I wish I would’ve written this letter earlier. Nevertheless, here I am apologising.
While growing up, every time I looked in the mirror, I would wince. I would see scars, pimples, fat, too much hair in places I didn’t want and scanty hair in the places that I did. I would see dark circles and I would see a misshapen nose. I knew then that I wasn’t attractive.
I would tuck in my stomach as I walked anywhere in the campus, hardly breathing.
I grew up with that notion. School and college were an absolute nightmare. Not because I was bullied or someone else called me ugly but because I wasn’t myself. I wouldn’t stand up to opportunities. I would lurk in the shadows.

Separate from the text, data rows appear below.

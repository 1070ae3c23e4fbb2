use crate::types::RecordId;

#[derive(Debug, thiserror::Error)]
pub enum CoreError {
    #[error("Entity not found: {entity} with id {id}")]
    NotFound { entity: &'static str, id: RecordId },

    #[error("{field}: {message}")]
    Validation { field: &'static str, message: String },

    #[error("Unauthorized: {0}")]
    Unauthorized(String),

    #[error("Forbidden: {0}")]
    Forbidden(String),

    #[error("Invalid state: {0}")]
    InvalidState(String),

    #[error("Internal error: {0}")]
    Internal(String),
}

impl CoreError {
    /// Build a validation error for a single offending field.
    pub fn validation(field: &'static str, message: impl Into<String>) -> Self {
        Self::Validation {
            field,
            message: message.into(),
        }
    }
}
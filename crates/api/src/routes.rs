//! Route definitions.
//!
//! Route hierarchy:
//!
//! ```text
//! /health                              service health (root level)
//!
//! /api/v1/ws                           change-stream WebSocket (token in query)
//!
//! /api/v1/characters                   create (POST), list (GET)
//! /api/v1/characters/{id}              get
//! /api/v1/scenes                       create (POST), list (GET)
//! /api/v1/scenes/{id}                  get
//! /api/v1/scenes/{id}/approve          approve (POST)
//! /api/v1/scenes/{id}/reject           reject (POST)
//! /api/v1/scenes/{id}/video            the scene's rendered video (GET)
//! /api/v1/videos                       list
//! /api/v1/credits                      the caller's balance (GET)
//!
//! /api/v1/pipeline/characters          ingest (POST)
//! /api/v1/pipeline/characters/{id}     derived fields (PATCH)
//! /api/v1/pipeline/characters/{id}/decision   approve/reject (POST)
//! /api/v1/pipeline/scenes              ingest (POST)
//! /api/v1/pipeline/scenes/{id}         derived fields (PATCH)
//! /api/v1/pipeline/videos              ingest (POST)
//! /api/v1/pipeline/videos/{id}/complete       completion report (POST)
//! /api/v1/pipeline/credits/{email}     balance upsert (PUT)
//! ```
//!
//! User-facing routes authenticate with a JWT bearer token; the
//! `/pipeline` subtree authenticates with the shared pipeline token.

use axum::routing::{get, patch, post, put};
use axum::{Json, Router};
use serde::Serialize;

use crate::handlers::{character, credit, pipeline, scene, video};
use crate::state::AppState;
use crate::ws;

/// Health check response payload.
#[derive(Serialize)]
pub struct HealthResponse {
    /// Overall service status.
    pub status: &'static str,
    /// Crate version from Cargo.toml.
    pub version: &'static str,
}

/// GET /health -- returns service health.
async fn health_check() -> Json<HealthResponse> {
    Json(HealthResponse {
        status: "ok",
        version: env!("CARGO_PKG_VERSION"),
    })
}

/// Mount health check routes (intended for root-level, NOT under `/api/v1`).
pub fn health_router() -> Router<AppState> {
    Router::new().route("/health", get(health_check))
}

/// Build the `/api/v1` route tree.
pub fn api_routes() -> Router<AppState> {
    Router::new()
        .route("/ws", get(ws::ws_handler))
        .route(
            "/characters",
            post(character::create_character).get(character::list_characters),
        )
        .route("/characters/{id}", get(character::get_character))
        .route("/scenes", post(scene::create_scene).get(scene::list_scenes))
        .route("/scenes/{id}", get(scene::get_scene))
        .route("/scenes/{id}/approve", post(scene::approve_scene))
        .route("/scenes/{id}/reject", post(scene::reject_scene))
        .route("/scenes/{id}/video", get(scene::get_scene_video))
        .route("/videos", get(video::list_videos))
        .route("/credits", get(credit::get_credits))
        .nest("/pipeline", pipeline_routes())
}

/// The rendering pipeline's ingest surface.
fn pipeline_routes() -> Router<AppState> {
    Router::new()
        .route("/characters", post(pipeline::ingest_character))
        .route("/characters/{id}", patch(pipeline::patch_character))
        .route("/characters/{id}/decision", post(pipeline::decide_character))
        .route("/scenes", post(pipeline::ingest_scene))
        .route("/scenes/{id}", patch(pipeline::patch_scene))
        .route("/videos", post(pipeline::ingest_video))
        .route("/videos/{id}/complete", post(pipeline::complete_video))
        .route("/credits/{email}", put(pipeline::put_credits))
}
//! WebSocket change streaming.
//!
//! Provides connection management, the authenticated HTTP upgrade
//! handler, the store-feed fan-out, and heartbeat monitoring.

mod handler;
mod heartbeat;
pub mod manager;
mod stream;

pub use handler::ws_handler;
pub use heartbeat::start_heartbeat;
pub use manager::WsManager;
pub use stream::StreamRouter;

I would tuck in my stomach as I walked anywhere in the campus, hardly breathing.
I forced tonics and juices that tasted completely horrible into my body. I put on lotions and creams, actually anything that I could lay my hands on. I tried so many weird methods of losing weight. Why?

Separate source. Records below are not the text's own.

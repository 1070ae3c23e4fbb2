//! Shared-token authentication for the pipeline ingest surface.

use axum::extract::FromRequestParts;
use axum::http::request::Parts;
use sceneflow_core::error::CoreError;

use crate::error::AppError;
use crate::state::AppState;

/// Marker extractor proving the request came from the rendering
/// pipeline.
///
/// The pipeline authenticates with the shared `X-Pipeline-Token` header.
/// Fail closed: a missing or mismatched token is 401, indistinguishable
/// between the two cases.
#[derive(Debug, Clone, Copy)]
pub struct PipelineAuth;

impl FromRequestParts<AppState> for PipelineAuth {
    type Rejection = AppError;

    async fn from_request_parts(
        parts: &mut Parts,
        state: &AppState,
    ) -> Result<Self, Self::Rejection> {
        let token = parts
            .headers
            .get("x-pipeline-token")
            .and_then(|v| v.to_str().ok());

        match token {
            Some(token) if token == state.config.pipeline_token => Ok(PipelineAuth),
            _ => Err(AppError::Core(CoreError::Unauthorized(
                "Invalid pipeline token".into(),
            ))),
        }
    }
}
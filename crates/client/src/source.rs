//! Change event sources.
//!
//! An [`EventSource`] is where a live collection's changes come from.
//! [`FeedSource`] consumes a record store's broadcast feed directly,
//! which is how in-process consumers and tests subscribe. [`WsSource`]
//! speaks the gateway's WebSocket protocol for remote clients. Both
//! yield plain [`Change`] values and perform no transformation of record
//! contents.

use async_trait::async_trait;
use futures::{SinkExt, StreamExt};
use sceneflow_core::types::RecordId;
use sceneflow_store::change::{Change, FeedEvent};
use sceneflow_store::StoredRecord;
use serde::de::DeserializeOwned;
use tokio::sync::broadcast;
use tokio_tungstenite::tungstenite::Message;
use tokio_tungstenite::{connect_async, MaybeTlsStream, WebSocketStream};

use crate::error::ClientError;

/// Pull interface for a live change subscription.
///
/// Yields the next change addressed to this subscriber, or `None` once
/// the subscription has ended. Dropping the source releases the
/// subscription.
#[async_trait]
pub trait EventSource<T>: Send {
    async fn next_event(&mut self) -> Option<Change<T>>;
}

// ---------------------------------------------------------------------------
// Scope
// ---------------------------------------------------------------------------

/// Identity scope applied to a feed subscription.
///
/// Every subscription is scoped to an owner; single-record views narrow
/// further to one record id.
#[derive(Debug, Clone)]
pub struct Scope {
    owner_email: String,
    record_id: Option<RecordId>,
}

impl Scope {
    /// Everything owned by one identity.
    pub fn owner(owner_email: impl Into<String>) -> Self {
        Self {
            owner_email: owner_email.into(),
            record_id: None,
        }
    }

    /// One record owned by one identity.
    pub fn record(owner_email: impl Into<String>, record_id: RecordId) -> Self {
        Self {
            owner_email: owner_email.into(),
            record_id: Some(record_id),
        }
    }

    /// Whether an event falls inside this scope.
    ///
    /// Events that resolved to no owner are admitted nowhere.
    pub fn admits<T: StoredRecord>(&self, event: &FeedEvent<T>) -> bool {
        if event.owner_email.as_deref() != Some(self.owner_email.as_str()) {
            return false;
        }
        match self.record_id {
            Some(id) => event.change.record_id() == id,
            None => true,
        }
    }
}

// ---------------------------------------------------------------------------
// FeedSource
// ---------------------------------------------------------------------------

/// Event source over a record store's broadcast feed.
pub struct FeedSource<T> {
    receiver: broadcast::Receiver<FeedEvent<T>>,
    scope: Scope,
}

impl<T> FeedSource<T> {
    pub fn new(receiver: broadcast::Receiver<FeedEvent<T>>, scope: Scope) -> Self {
        Self { receiver, scope }
    }
}

#[async_trait]
impl<T> EventSource<T> for FeedSource<T>
where
    T: StoredRecord + Clone + Send + 'static,
{
    async fn next_event(&mut self) -> Option<Change<T>> {
        loop {
            match self.receiver.recv().await {
                Ok(event) => {
                    if self.scope.admits(&event) {
                        return Some(event.change);
                    }
                }
                Err(broadcast::error::RecvError::Lagged(skipped)) => {
                    // Dropped events will be reconciled by the next reload.
                    tracing::warn!(skipped, "change feed lagged");
                }
                Err(broadcast::error::RecvError::Closed) => return None,
            }
        }
    }
}

// ---------------------------------------------------------------------------
// WsSource
// ---------------------------------------------------------------------------

/// Event source over the gateway's WebSocket change stream.
///
/// The gateway authenticates the upgrade with a bearer token and scopes
/// delivery to the token's identity, so no scope filter is applied here.
pub struct WsSource<T> {
    stream: WebSocketStream<MaybeTlsStream<tokio::net::TcpStream>>,
    _record: std::marker::PhantomData<T>,
}

impl<T: StoredRecord> WsSource<T> {
    /// Connect to a gateway and subscribe to this record type's
    /// collection.
    ///
    /// * `ws_url` - WebSocket base URL, e.g. `ws://host:8080`.
    /// * `token`  - the caller's access token.
    pub async fn connect(ws_url: &str, token: &str) -> Result<Self, ClientError> {
        let url = format!("{ws_url}/api/v1/ws?token={token}");
        let (mut stream, _response) = connect_async(&url).await.map_err(|e| {
            ClientError::Connection(format!("failed to connect to {ws_url}: {e}"))
        })?;

        let subscribe = serde_json::json!({
            "type": "subscribe",
            "collection": T::COLLECTION.as_str(),
        });
        stream
            .send(Message::Text(subscribe.to_string()))
            .await
            .map_err(|e| ClientError::Connection(format!("subscribe failed: {e}")))?;

        tracing::debug!(collection = T::COLLECTION.as_str(), "subscribed to change stream");
        Ok(Self {
            stream,
            _record: std::marker::PhantomData,
        })
    }
}

#[async_trait]
impl<T> EventSource<T> for WsSource<T>
where
    T: StoredRecord + DeserializeOwned + Send,
{
    async fn next_event(&mut self) -> Option<Change<T>> {
        loop {
            let message = match self.stream.next().await? {
                Ok(message) => message,
                Err(e) => {
                    tracing::warn!(error = %e, "change stream transport error");
                    return None;
                }
            };

            let text = match message {
                Message::Text(text) => text,
                Message::Close(_) => return None,
                // Pings are answered by the transport; everything else
                // on this stream is envelope frames.
                _ => continue,
            };

            let frame: serde_json::Value = match serde_json::from_str(&text) {
                Ok(frame) => frame,
                Err(e) => {
                    tracing::warn!(error = %e, "undecodable stream frame");
                    continue;
                }
            };
            if frame.get("type").and_then(|v| v.as_str()) != Some("change") {
                continue;
            }
            if frame.get("collection").and_then(|v| v.as_str()) != Some(T::COLLECTION.as_str()) {
                continue;
            }

            match serde_json::from_value::<Change<T>>(frame) {
                Ok(change) => return Some(change),
                Err(e) => {
                    tracing::warn!(error = %e, "undecodable change payload");
                }
            }
        }
    }
}
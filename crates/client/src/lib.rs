//! Client-side state synchronization for sceneflow.
//!
//! A view holds one [`LiveCollection`] per record collection it shows.
//! The live collection runs an initial bulk fetch concurrently with a
//! change-stream subscription and folds both into a [`CollectionStore`],
//! converging on the server's state regardless of how the two interleave:
//!
//! - [`CollectionStore`] -- the ordered local mirror with its loading and
//!   error flags.
//! - [`EventSource`] -- where changes come from: an in-process store feed
//!   ([`FeedSource`]) or the gateway's WebSocket ([`WsSource`]).
//! - [`LiveCollection`] -- owns the sync task; dropping it tears the
//!   subscription down.
//! - [`ApiClient`] -- typed HTTP client for the gateway.

pub mod api;
pub mod collection;
pub mod error;
pub mod live;
pub mod source;

pub use api::ApiClient;
pub use collection::CollectionStore;
pub use error::ClientError;
pub use live::LiveCollection;
pub use source::{EventSource, FeedSource, Scope, WsSource};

I have flaws which show I’m human.
What was I hoping for? To miraculously look like the model on the glossy covers of magazines? Why did I focus on the shape of my feet instead of feeling how beautiful the wet sand felt against them?
Today, years later, I realized the true meaning of beauty. I realize that I am beautiful in every way. There is beauty in the roundness of my face and there’s beauty in my chipped off nails. I have flaws which show I’m human and those flaws make me different from the many faces in the world.
So today, when I look in the mirror, I won’t see my misshapen nose. I will see my bright eyes that reflect how beautiful I truly am. Today when I look in the mirror, I will see myself for who I really am!
A beautiful soul!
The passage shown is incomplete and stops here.